Perubahan distrofi pada kulit tungkai bawah adalah salah satu gejala ketidakcukupan penutupan katup vena dalam tungkai bawah yang utama dan paling sering terjadi pada pekerja yang secara permanen terlibat dalam pekerjaan manual atau berdiri, dengan insiden yang tinggi pada orang-orang seperti petani, penata rambut, atlet, dan ahli bedah. Tes berikut ini dapat memberikan wawasan lebih lanjut mengenai fungsi katup vena superfisial, refluks vena dalam pada tungkai bawah, dan fungsi katup vena lalu lintas. 1. Tes fungsi katup vena safena: pasien berbaring datar, tungkai bawah ditinggikan sehingga vena mengosongkan, tourniquet diikat di pangkal paha dan vena safena dikompresi, pasien kemudian dibiarkan berdiri dan tourniquet dilepaskan dalam waktu 10 detik, jika terjadi pengisian ulang vena dari atas ke bawah, hal ini menunjukkan adanya ketidakcukupan katup. Dengan menerapkan prinsip yang sama, tourniquet dipasang pada fossa poplitea untuk menguji fungsi katup saphena kecil. Jika vena di bawah tourniquet terisi dalam waktu 30 detik sebelum tourniquet dilepaskan, hal ini mengindikasikan katup vena lalu lintas yang tidak kompeten. 2. Tes patensi vena dalam: blokir batang vena paha superfisial dengan tourniquet dan minta pasien untuk menendang kaki atau melakukan sanggurdi ke bawah lebih dari 10 kali berturut-turut.
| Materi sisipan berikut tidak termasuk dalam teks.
//! Dispatch Scheduler - Sends one claimed batch per activation

use super::pacing::Pacer;
use super::template::TemplateRenderer;
use crate::gateway::GatewayClient;
use parley_common::config::DispatchConfig;
use parley_common::types::{CampaignId, TenantScope};
use parley_common::Result;
use parley_storage::models::{Campaign, CampaignItem, CampaignStatus, GatewaySession};
use parley_storage::repository::Repositories;
use std::sync::Arc;
use std::time::Duration;
use tracing::{debug, info, warn};

/// How an activation ended
#[derive(Debug, Clone, Copy, PartialEq, Eq)]
pub enum BatchOutcome {
    /// The campaign is not running (any more); nothing to re-arm
    Halted,
    /// Every item reached an outcome and the campaign was completed
    Completed,
    /// Run another activation after the delay
    Rearm(Duration),
}

/// Dispatch Scheduler
///
/// Activations are re-entrant: several may run for the same campaign at
/// once, and the claim step guarantees they never hold the same item.
pub struct DispatchScheduler {
    repos: Repositories,
    gateway: Arc<dyn GatewayClient>,
    renderer: TemplateRenderer,
    pacer: Pacer,
    config: DispatchConfig,
}

impl DispatchScheduler {
    pub fn new(repos: Repositories, gateway: Arc<dyn GatewayClient>, config: DispatchConfig) -> Self {
        Self {
            repos,
            gateway,
            renderer: TemplateRenderer::new(),
            pacer: Pacer::new(config.pacing_enabled),
            config,
        }
    }

    /// Run one activation for a campaign
    pub async fn run_batch(&self, scope: TenantScope, campaign_id: CampaignId) -> Result<BatchOutcome> {
        let Some(campaign) = self.repos.campaigns.get(scope, campaign_id).await? else {
            warn!(tenant_id = %scope, campaign_id = %campaign_id, "Campaign not found for dispatch");
            return Ok(BatchOutcome::Halted);
        };
        if campaign.status_enum() != Some(CampaignStatus::Running) {
            debug!(campaign_id = %campaign_id, status = %campaign.status, "Campaign not running, skipping batch");
            return Ok(BatchOutcome::Halted);
        }

        let session = match self.repos.sessions.get(scope, campaign.session_id).await? {
            Some(session) if session.is_active => session,
            _ => {
                warn!(
                    tenant_id = %scope,
                    campaign_id = %campaign_id,
                    session_id = %campaign.session_id,
                    "Gateway session missing or deactivated, failing campaign"
                );
                self.repos
                    .campaigns
                    .transition(
                        scope,
                        campaign_id,
                        &[CampaignStatus::Running],
                        CampaignStatus::Failed,
                    )
                    .await?;
                return Ok(BatchOutcome::Halted);
            }
        };

        let quota = i64::from(session.remaining_messages_today());
        if quota == 0 {
            info!(
                campaign_id = %campaign_id,
                session_id = %session.id,
                "Daily message limit reached, backing off"
            );
            return Ok(BatchOutcome::Rearm(self.config.quota_backoff()));
        }

        let items = self
            .repos
            .items
            .claim_pending(scope, campaign_id, self.config.batch_size.min(quota))
            .await?;
        if items.is_empty() {
            return self.finish(scope, campaign_id, self.config.locked_retry_delay()).await;
        }

        debug!(campaign_id = %campaign_id, claimed = items.len(), "Claimed batch");

        for (index, item) in items.iter().enumerate() {
            let body = self.renderer.render(&campaign.message, &item.substitutions);

            // Pause and cancel take effect before each send, on both sides of the delay
            let keep_going = self.is_running(scope, campaign_id).await? && {
                self.pacer.wait(&body).await;
                self.is_running(scope, campaign_id).await?
            };
            if !keep_going {
                let unsent: Vec<_> = items[index..].iter().map(|i| i.id).collect();
                let released = self.repos.items.release(scope, &unsent).await?;
                info!(
                    campaign_id = %campaign_id,
                    sent = index,
                    released,
                    "Campaign stopped mid-batch"
                );
                return Ok(BatchOutcome::Halted);
            }

            self.send_item(scope, &campaign, &session, item, &body).await?;
        }

        self.finish(scope, campaign_id, self.config.rearm_delay()).await
    }

    /// Complete the campaign if drained, otherwise re-arm.
    ///
    /// `pending_delay` applies while PENDING items remain. QUEUED items held by
    /// another activation always wait `locked_retry_delay`.
    async fn finish(
        &self,
        scope: TenantScope,
        campaign_id: CampaignId,
        pending_delay: Duration,
    ) -> Result<BatchOutcome> {
        let remaining = self.repos.items.count_unfinished(scope, campaign_id).await?;

        if remaining.pending > 0 {
            return Ok(BatchOutcome::Rearm(pending_delay));
        }
        if remaining.queued > 0 {
            debug!(
                campaign_id = %campaign_id,
                queued = remaining.queued,
                "Remaining items claimed elsewhere"
            );
            return Ok(BatchOutcome::Rearm(self.config.locked_retry_delay()));
        }

        if self.repos.campaigns.complete_if_drained(scope, campaign_id).await? {
            info!(tenant_id = %scope, campaign_id = %campaign_id, "Campaign completed");
            Ok(BatchOutcome::Completed)
        } else {
            Ok(BatchOutcome::Halted)
        }
    }

    async fn is_running(&self, scope: TenantScope, campaign_id: CampaignId) -> Result<bool> {
        Ok(self.repos.campaigns.status(scope, campaign_id).await? == Some(CampaignStatus::Running))
    }

    async fn send_item(
        &self,
        scope: TenantScope,
        campaign: &Campaign,
        session: &GatewaySession,
        item: &CampaignItem,
        body: &str,
    ) -> Result<()> {
        let sent = match campaign.media() {
            Some((media_url, media_type)) => {
                self.gateway
                    .send_media(
                        &session.instance_id,
                        &item.recipient_phone,
                        media_url,
                        media_type,
                        body,
                    )
                    .await
            }
            None => {
                self.gateway
                    .send_text(&session.instance_id, &item.recipient_phone, body)
                    .await
            }
        };

        match sent {
            Ok(receipt) => {
                if receipt.message_id.is_none() {
                    warn!(
                        campaign_id = %campaign.id,
                        item_id = %item.id,
                        "Gateway response carried no message id, delivery updates cannot be matched"
                    );
                }
                let recorded = self
                    .repos
                    .items
                    .record_sent(scope, item.id, receipt.message_id.as_deref())
                    .await?;
                if !recorded {
                    warn!(item_id = %item.id, "Item left QUEUED before the send was recorded");
                }
                self.repos.sessions.record_send(scope, session.id).await?;
                debug!(item_id = %item.id, message_id = ?receipt.message_id, "Message sent");
            }
            Err(e) => {
                warn!(
                    campaign_id = %campaign.id,
                    item_id = %item.id,
                    error = %e,
                    "Send failed"
                );
                self.repos
                    .items
                    .record_failed(scope, item.id, &e.to_string())
                    .await?;
            }
        }

        Ok(())
    }
}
Pada titik ini, saat pompa otot betis berkontraksi, pompa akan memaksa darah vena mengalir kembali ke vena dalam, sehingga varises mengosong. Jika varises superfisial menjadi lebih jelas, lebih kuat dan bahkan menyakitkan setelah aktivitas, itu menunjukkan bahwa vena dalam tidak terbuka. 3 . Tes fungsi katup vena lalu lintas: Pasien berbaring telentang, mengangkat tungkai bawah yang diperiksa dan mengikat tourniquet di pangkal paha. Perban kuat pertama kemudian dibungkus dari ujung kaki ke atas ke fossa poplitea, dan kemudian perban elastis kedua diikat dari tourniquet ke bawah. Jika terdapat varises di antara kedua perban, ini berarti terdapat vena yang tidak kompeten. Tes lainnya: misalnya USG Doppler, penelusuran volumetrik, pengukuran tekanan vena tungkai bawah dan venografi. Sifat lesi dapat ditentukan dengan lebih akurat.